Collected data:
■ ■ ■ ■ ■

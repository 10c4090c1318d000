// World constants
pub const CHUNK_SIZE: i32 = 16;
pub const CHUNK_AREA: usize = (CHUNK_SIZE * CHUNK_SIZE) as usize;
pub const CHUNK_VOLUME: usize = CHUNK_AREA * CHUNK_SIZE as usize;
pub const MAX_LIGHT: u8 = 15;

// Terrain shaping
pub const TERRAIN_SCALE: f32 = 255.0;
pub const MAX_TERRAIN_HEIGHT: i32 = 255;
pub const WATER_LEVEL: i32 = 110;
pub const SNOW_LINE: i32 = 200;
pub const OCEAN_THRESHOLD: f32 = 0.45;
pub const MOUNTAIN_THRESHOLD: f32 = 0.6;
pub const MOUNTAIN_BLEND_BAND: f32 = 0.02;
pub const SOIL_DEPTH: i32 = 3;

// Decoration
pub const TREE_CHANCE: f32 = 0.01;
pub const TREE_TRUNK_HEIGHT: i32 = 5;

// Streaming defaults
pub const DEFAULT_SEED: u32 = 1337;
pub const UPDATE_DISTANCE: i32 = 4;
//! Static material table indexed by material id.
//!
//! The table is built once on first access and never mutated afterwards.
//! Ids that were never defined resolve to an opaque placeholder.

use once_cell::sync::Lazy;

pub const AIR: u8 = 0;
pub const STONE: u8 = 1;
pub const DIRT: u8 = 2;
pub const GRASS: u8 = 3;
pub const SAND: u8 = 4;
pub const WATER: u8 = 5;
pub const WOOD: u8 = 6;
pub const LEAVES: u8 = 7;
pub const SNOW: u8 = 8;
pub const ICE: u8 = 9;
pub const LAMP: u8 = 10;

#[derive(Clone, Copy, Debug, PartialEq)]
pub struct Material {
    pub name: &'static str,
    pub color: [f32; 3],
    pub is_transparent: bool,
    pub is_liquid: bool,
    pub shininess: f32,
    pub roughness: f32,
    /// Blocklight emitted by a voxel of this material.
    pub emission: u8,
}

impl Material {
    const UNDEFINED: Material = Material {
        name: "undefined",
        color: [1.0, 0.0, 1.0],
        is_transparent: false,
        is_liquid: false,
        shininess: 0.0,
        roughness: 1.0,
        emission: 0,
    };

    const fn solid(name: &'static str, color: [f32; 3], roughness: f32) -> Self {
        Material {
            name,
            color,
            roughness,
            ..Material::UNDEFINED
        }
    }
}

static MATERIALS: Lazy<[Material; 256]> = Lazy::new(|| {
    let mut table = [Material::UNDEFINED; 256];

    table[AIR as usize] = Material {
        name: "air",
        color: [0.0, 0.0, 0.0],
        is_transparent: true,
        ..Material::UNDEFINED
    };
    table[STONE as usize] = Material::solid("stone", [0.55, 0.55, 0.55], 0.9);
    table[DIRT as usize] = Material::solid("dirt", [0.52, 0.37, 0.26], 1.0);
    table[GRASS as usize] = Material::solid("grass", [0.36, 0.7, 0.28], 0.95);
    table[SAND as usize] = Material::solid("sand", [0.89, 0.83, 0.61], 1.0);
    table[WATER as usize] = Material {
        name: "water",
        color: [0.25, 0.46, 0.82],
        is_transparent: true,
        is_liquid: true,
        shininess: 64.0,
        roughness: 0.1,
        emission: 0,
    };
    table[WOOD as usize] = Material::solid("wood", [0.6, 0.4, 0.2], 0.8);
    table[LEAVES as usize] = Material {
        name: "leaves",
        color: [0.3, 0.6, 0.2],
        is_transparent: true,
        ..Material::UNDEFINED
    };
    table[SNOW as usize] = Material::solid("snow", [0.95, 0.95, 0.98], 0.7);
    table[ICE as usize] = Material {
        name: "ice",
        color: [0.7, 0.85, 0.95],
        is_transparent: true,
        shininess: 32.0,
        roughness: 0.2,
        ..Material::UNDEFINED
    };
    table[LAMP as usize] = Material {
        name: "lamp",
        color: [1.0, 0.9, 0.6],
        emission: 15,
        ..Material::UNDEFINED
    };

    table
});

pub fn material(id: u8) -> &'static Material {
    &MATERIALS[id as usize]
}

pub fn is_transparent(id: u8) -> bool {
    material(id).is_transparent
}

pub fn is_liquid(id: u8) -> bool {
    material(id).is_liquid
}

pub fn emission(id: u8) -> u8 {
    material(id).emission
}

pub fn color(id: u8) -> [f32; 3] {
    material(id).color
}

pub fn shininess(id: u8) -> f32 {
    material(id).shininess
}

#[cfg(test)]
mod tests {
    use super::*;

    #[test]
    fn test_air_and_water_are_transparent() {
        assert!(is_transparent(AIR));
        assert!(is_transparent(WATER));
        assert!(is_liquid(WATER));
        assert!(!is_transparent(STONE));
        assert!(!is_liquid(ICE));
    }

    #[test]
    fn test_undefined_ids_are_opaque() {
        let entry = material(200);
        assert_eq!(entry.name, "undefined");
        assert!(!entry.is_transparent);
        assert_eq!(entry.emission, 0);
    }

    #[test]
    fn test_lamp_emits() {
        assert_eq!(emission(LAMP), 15);
        assert_eq!(emission(GRASS), 0);
    }
}
// Core module with voxels, chunks, columns and geometry types
pub mod core;

// Mesh building
pub mod render;

// World generation, lighting and chunk lifecycle
pub mod world;

pub mod constants;
pub mod scheduler;
pub mod settings;

// Re-exports
pub use constants::*;
pub use crate::core::{AABB, Biome, Chunk, ChunkColumn, ColumnData, LightChannel, Material, Vertex, Voxel};
pub use render::{ChunkMesh, MeshStream, generate_chunk_meshes};
pub use scheduler::TaskScheduler;
pub use settings::{ConfigError, WorldConfig};
pub use world::{
    ChunkGenerator, ChunkState, LoadedChunk, RayHit, TickStats, VoxelSource, VoxelStore, World,
};
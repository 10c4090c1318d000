//! World generation and management modules
//! Contains terrain generation, decoration, lighting, ray casts and the chunk lifecycle.

pub mod features;
pub mod generator;
pub mod light;
pub mod manager;
pub mod neighborhood;
pub mod noise;
pub mod raycast;
pub mod slab;

// Re-export commonly used types
pub use generator::ChunkGenerator;
pub use light::{VoxelSource, VoxelStore};
pub use manager::{ChunkSlot, ChunkState, LoadedChunk, TickStats, World};
pub use raycast::{RayHit, world_ray_detection};
pub use slab::SlabAllocator;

■ ■ ■ ■ ■

Problem description:
Each line holding "emission" in the records should be copied out.

Expected answer:
    pub emission: u8,
        emission: 0,
        emission: 0,
        emission: 15,
pub fn emission(id: u8) -> u8 {
    material(id).emission
        assert_eq!(entry.emission, 0);
        assert_eq!(emission(LAMP), 15);
        assert_eq!(emission(GRASS), 0);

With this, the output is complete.